Dataset entries
######

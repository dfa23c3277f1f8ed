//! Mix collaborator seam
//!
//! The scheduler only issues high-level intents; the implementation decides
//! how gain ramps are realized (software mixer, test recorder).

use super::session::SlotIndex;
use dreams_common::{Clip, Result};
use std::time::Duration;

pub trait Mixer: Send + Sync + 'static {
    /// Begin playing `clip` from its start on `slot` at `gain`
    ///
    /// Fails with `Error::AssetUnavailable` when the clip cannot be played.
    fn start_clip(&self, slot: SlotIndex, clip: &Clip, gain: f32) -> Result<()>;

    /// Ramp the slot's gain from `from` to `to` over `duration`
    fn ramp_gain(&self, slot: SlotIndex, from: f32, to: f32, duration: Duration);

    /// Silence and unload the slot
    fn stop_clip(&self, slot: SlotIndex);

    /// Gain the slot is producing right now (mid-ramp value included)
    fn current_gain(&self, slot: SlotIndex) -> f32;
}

######

• Work item:
Retype exactly. Start at the line with "(mid-ramp value included)" and stop at the last line of the data.

• Solution for this exercise:
    /// Gain the slot is producing right now (mid-ramp value included)
    fn current_gain(&self, slot: SlotIndex) -> f32;
}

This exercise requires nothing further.